[TASK DESCRIPTION]: Below are records; reproduce exactly the lines from the one that has "f.write_str(self.as_str())" through the one that has "assert_eq!(Interval::M5.align(ts), 1_724_738_400_000); //", ends included, and nothing more.

[DATASET EXCERPTS]:

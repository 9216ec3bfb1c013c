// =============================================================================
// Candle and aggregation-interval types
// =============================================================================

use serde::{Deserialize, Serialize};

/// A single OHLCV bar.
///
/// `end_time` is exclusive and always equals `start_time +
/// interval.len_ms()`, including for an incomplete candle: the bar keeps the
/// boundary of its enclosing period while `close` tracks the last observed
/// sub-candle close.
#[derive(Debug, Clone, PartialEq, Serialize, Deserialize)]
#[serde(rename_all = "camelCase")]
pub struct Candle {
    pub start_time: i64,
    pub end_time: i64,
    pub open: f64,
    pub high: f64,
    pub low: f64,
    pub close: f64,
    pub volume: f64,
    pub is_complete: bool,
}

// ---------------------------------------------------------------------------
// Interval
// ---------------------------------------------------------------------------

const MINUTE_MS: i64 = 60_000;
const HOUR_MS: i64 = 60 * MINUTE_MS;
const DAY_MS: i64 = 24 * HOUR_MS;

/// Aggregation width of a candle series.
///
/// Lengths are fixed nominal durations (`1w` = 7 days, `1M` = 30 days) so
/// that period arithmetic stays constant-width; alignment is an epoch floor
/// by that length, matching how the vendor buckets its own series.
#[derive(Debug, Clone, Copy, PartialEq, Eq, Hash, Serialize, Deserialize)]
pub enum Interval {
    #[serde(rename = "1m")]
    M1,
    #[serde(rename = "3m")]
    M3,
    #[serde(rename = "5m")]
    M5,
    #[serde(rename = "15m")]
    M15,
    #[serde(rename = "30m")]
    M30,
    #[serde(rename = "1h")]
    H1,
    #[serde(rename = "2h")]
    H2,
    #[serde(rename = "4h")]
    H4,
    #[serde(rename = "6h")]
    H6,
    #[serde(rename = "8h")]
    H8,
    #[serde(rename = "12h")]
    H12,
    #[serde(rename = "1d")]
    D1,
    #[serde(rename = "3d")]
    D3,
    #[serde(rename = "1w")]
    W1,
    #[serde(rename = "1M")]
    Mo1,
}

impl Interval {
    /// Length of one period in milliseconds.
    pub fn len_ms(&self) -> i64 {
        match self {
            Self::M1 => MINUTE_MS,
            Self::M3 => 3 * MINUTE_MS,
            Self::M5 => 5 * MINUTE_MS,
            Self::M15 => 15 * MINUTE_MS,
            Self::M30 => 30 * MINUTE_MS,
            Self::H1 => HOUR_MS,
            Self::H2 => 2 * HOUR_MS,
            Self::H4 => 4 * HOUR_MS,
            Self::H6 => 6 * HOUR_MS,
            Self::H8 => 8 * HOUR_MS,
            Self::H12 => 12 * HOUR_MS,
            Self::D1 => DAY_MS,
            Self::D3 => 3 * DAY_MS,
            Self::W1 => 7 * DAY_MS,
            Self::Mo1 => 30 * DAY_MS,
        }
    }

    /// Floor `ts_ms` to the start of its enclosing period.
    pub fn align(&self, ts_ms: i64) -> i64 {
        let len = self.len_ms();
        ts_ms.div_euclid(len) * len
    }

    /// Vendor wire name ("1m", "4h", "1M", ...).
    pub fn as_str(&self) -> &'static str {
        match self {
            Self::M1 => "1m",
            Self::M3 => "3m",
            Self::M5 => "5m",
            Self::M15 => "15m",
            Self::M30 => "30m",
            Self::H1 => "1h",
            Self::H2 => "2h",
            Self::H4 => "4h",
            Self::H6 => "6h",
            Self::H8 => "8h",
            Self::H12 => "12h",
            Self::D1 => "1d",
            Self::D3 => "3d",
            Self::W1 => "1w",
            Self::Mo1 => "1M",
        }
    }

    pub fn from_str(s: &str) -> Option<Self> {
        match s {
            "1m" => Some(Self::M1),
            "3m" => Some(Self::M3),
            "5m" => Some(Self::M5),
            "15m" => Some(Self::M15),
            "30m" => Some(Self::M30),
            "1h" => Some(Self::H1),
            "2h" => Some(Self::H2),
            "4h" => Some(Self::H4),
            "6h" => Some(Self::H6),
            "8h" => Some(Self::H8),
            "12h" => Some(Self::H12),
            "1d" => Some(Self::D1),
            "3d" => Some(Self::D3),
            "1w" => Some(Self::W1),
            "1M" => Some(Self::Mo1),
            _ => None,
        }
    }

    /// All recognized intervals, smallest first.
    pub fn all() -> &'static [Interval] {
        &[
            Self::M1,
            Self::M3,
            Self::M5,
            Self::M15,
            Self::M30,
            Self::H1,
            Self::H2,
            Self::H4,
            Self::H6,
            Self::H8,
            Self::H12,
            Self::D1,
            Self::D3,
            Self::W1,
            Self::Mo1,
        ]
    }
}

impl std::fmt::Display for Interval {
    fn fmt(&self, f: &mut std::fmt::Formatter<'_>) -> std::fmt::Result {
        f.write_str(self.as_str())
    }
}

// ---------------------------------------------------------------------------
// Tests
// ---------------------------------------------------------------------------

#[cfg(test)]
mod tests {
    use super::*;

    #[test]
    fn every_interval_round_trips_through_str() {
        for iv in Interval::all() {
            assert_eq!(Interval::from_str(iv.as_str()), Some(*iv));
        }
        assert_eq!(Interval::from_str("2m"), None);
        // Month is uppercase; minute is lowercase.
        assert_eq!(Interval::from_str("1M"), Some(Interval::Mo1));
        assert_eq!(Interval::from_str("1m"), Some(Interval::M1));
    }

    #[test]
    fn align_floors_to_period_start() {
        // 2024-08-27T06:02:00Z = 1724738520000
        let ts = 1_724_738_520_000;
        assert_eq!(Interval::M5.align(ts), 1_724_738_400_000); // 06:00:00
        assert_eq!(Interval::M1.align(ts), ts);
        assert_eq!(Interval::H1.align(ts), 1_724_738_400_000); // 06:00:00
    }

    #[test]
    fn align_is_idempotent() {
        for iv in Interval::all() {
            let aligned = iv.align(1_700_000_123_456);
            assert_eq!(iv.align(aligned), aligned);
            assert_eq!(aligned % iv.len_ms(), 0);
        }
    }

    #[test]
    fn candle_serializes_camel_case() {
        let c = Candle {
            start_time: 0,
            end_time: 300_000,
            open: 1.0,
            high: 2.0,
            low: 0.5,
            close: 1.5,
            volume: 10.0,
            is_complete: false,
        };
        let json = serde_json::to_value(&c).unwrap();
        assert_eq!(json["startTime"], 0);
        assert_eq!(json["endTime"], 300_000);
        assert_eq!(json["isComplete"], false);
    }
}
---
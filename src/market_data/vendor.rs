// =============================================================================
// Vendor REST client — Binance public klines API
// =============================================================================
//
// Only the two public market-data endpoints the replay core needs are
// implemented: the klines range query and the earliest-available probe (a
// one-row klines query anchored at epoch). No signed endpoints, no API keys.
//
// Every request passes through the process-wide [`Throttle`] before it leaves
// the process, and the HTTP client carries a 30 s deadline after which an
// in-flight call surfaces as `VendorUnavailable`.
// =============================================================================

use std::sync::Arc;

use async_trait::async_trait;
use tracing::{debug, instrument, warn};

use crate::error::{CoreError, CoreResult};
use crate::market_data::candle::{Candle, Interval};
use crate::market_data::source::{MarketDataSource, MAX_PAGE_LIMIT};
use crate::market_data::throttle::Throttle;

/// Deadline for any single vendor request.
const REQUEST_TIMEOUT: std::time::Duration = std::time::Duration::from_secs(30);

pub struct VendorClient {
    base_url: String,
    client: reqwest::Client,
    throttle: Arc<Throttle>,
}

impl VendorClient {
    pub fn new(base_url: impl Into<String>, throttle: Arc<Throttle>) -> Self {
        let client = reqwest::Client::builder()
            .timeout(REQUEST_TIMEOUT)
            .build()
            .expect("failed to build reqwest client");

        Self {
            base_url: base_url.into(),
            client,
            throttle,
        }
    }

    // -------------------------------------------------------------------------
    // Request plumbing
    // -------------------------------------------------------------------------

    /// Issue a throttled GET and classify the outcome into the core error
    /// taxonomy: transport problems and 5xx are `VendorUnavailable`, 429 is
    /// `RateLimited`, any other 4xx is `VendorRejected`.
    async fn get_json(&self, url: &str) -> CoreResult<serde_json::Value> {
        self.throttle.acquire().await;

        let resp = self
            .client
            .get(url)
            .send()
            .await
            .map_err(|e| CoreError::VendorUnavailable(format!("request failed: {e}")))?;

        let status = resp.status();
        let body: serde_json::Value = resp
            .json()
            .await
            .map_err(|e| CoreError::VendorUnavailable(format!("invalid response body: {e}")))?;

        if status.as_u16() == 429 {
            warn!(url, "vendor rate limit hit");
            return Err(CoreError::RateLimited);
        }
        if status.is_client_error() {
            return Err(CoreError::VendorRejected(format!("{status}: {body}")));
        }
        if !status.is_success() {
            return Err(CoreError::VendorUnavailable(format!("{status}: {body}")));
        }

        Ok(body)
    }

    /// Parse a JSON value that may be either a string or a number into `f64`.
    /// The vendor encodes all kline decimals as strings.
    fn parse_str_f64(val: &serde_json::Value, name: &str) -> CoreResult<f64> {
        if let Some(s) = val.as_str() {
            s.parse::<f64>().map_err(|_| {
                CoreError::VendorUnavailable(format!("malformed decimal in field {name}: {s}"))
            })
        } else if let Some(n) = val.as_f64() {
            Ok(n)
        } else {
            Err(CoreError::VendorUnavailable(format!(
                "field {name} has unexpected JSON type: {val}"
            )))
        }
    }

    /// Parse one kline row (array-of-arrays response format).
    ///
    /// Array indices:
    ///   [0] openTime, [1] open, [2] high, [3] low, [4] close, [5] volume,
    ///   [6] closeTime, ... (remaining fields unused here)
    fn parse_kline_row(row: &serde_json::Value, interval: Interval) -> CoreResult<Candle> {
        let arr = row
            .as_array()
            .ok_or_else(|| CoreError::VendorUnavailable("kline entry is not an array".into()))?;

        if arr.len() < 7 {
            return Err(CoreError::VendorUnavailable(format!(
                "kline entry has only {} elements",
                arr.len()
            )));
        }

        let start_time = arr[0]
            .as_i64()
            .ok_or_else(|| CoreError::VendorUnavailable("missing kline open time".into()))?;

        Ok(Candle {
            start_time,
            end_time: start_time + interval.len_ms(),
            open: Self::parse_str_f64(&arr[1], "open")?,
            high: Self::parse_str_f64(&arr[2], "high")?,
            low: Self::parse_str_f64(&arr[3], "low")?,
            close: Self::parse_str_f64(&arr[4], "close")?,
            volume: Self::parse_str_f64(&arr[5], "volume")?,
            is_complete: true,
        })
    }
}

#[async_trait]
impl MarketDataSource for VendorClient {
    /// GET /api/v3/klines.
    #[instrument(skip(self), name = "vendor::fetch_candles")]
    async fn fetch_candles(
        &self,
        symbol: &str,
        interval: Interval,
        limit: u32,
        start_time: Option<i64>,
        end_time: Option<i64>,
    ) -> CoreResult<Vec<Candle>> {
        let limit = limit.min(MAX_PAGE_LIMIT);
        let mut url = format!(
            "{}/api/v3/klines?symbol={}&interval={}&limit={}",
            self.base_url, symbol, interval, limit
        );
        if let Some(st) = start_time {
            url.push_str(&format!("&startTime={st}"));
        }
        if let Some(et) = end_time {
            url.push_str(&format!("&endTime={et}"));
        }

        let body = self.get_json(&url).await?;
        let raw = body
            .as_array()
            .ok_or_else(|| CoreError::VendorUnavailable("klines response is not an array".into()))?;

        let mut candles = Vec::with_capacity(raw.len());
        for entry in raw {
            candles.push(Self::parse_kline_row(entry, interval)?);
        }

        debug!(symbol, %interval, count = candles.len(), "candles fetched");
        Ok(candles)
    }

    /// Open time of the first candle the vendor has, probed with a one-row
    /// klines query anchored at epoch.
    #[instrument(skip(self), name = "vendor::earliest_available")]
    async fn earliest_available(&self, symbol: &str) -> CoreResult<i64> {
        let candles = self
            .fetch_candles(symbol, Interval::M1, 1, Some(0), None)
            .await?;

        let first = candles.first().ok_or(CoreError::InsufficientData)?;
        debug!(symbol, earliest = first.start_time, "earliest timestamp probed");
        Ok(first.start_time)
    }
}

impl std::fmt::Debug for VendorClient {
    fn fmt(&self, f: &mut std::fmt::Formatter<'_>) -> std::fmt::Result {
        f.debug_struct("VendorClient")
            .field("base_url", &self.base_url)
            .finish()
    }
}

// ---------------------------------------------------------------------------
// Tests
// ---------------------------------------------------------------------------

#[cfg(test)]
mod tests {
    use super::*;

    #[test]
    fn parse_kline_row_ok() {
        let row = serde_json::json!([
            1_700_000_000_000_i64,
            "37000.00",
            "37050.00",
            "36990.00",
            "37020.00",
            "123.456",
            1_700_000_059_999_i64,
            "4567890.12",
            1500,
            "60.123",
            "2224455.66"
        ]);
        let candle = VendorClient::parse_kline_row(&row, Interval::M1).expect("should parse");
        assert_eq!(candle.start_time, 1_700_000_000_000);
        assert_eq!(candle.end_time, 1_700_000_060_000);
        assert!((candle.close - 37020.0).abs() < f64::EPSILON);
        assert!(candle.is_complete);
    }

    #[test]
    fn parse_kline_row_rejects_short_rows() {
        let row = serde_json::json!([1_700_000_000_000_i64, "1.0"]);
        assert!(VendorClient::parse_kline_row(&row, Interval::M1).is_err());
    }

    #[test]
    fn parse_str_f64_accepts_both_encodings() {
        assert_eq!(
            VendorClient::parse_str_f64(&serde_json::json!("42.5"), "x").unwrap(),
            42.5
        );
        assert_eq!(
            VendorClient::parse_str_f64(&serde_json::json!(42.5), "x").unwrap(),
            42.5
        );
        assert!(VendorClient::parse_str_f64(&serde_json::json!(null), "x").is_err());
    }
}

[RESPONSE]:
        f.write_str(self.as_str())
    }
}

// ---------------------------------------------------------------------------
// Tests
// ---------------------------------------------------------------------------

#[cfg(test)]
mod tests {
    use super::*;

    #[test]
    fn every_interval_round_trips_through_str() {
        for iv in Interval::all() {
            assert_eq!(Interval::from_str(iv.as_str()), Some(*iv));
        }
        assert_eq!(Interval::from_str("2m"), None);
        // Month is uppercase; minute is lowercase.
        assert_eq!(Interval::from_str("1M"), Some(Interval::Mo1));
        assert_eq!(Interval::from_str("1m"), Some(Interval::M1));
    }

    #[test]
    fn align_floors_to_period_start() {
        // 2024-08-27T06:02:00Z = 1724738520000
        let ts = 1_724_738_520_000;
        assert_eq!(Interval::M5.align(ts), 1_724_738_400_000); // 06:00:00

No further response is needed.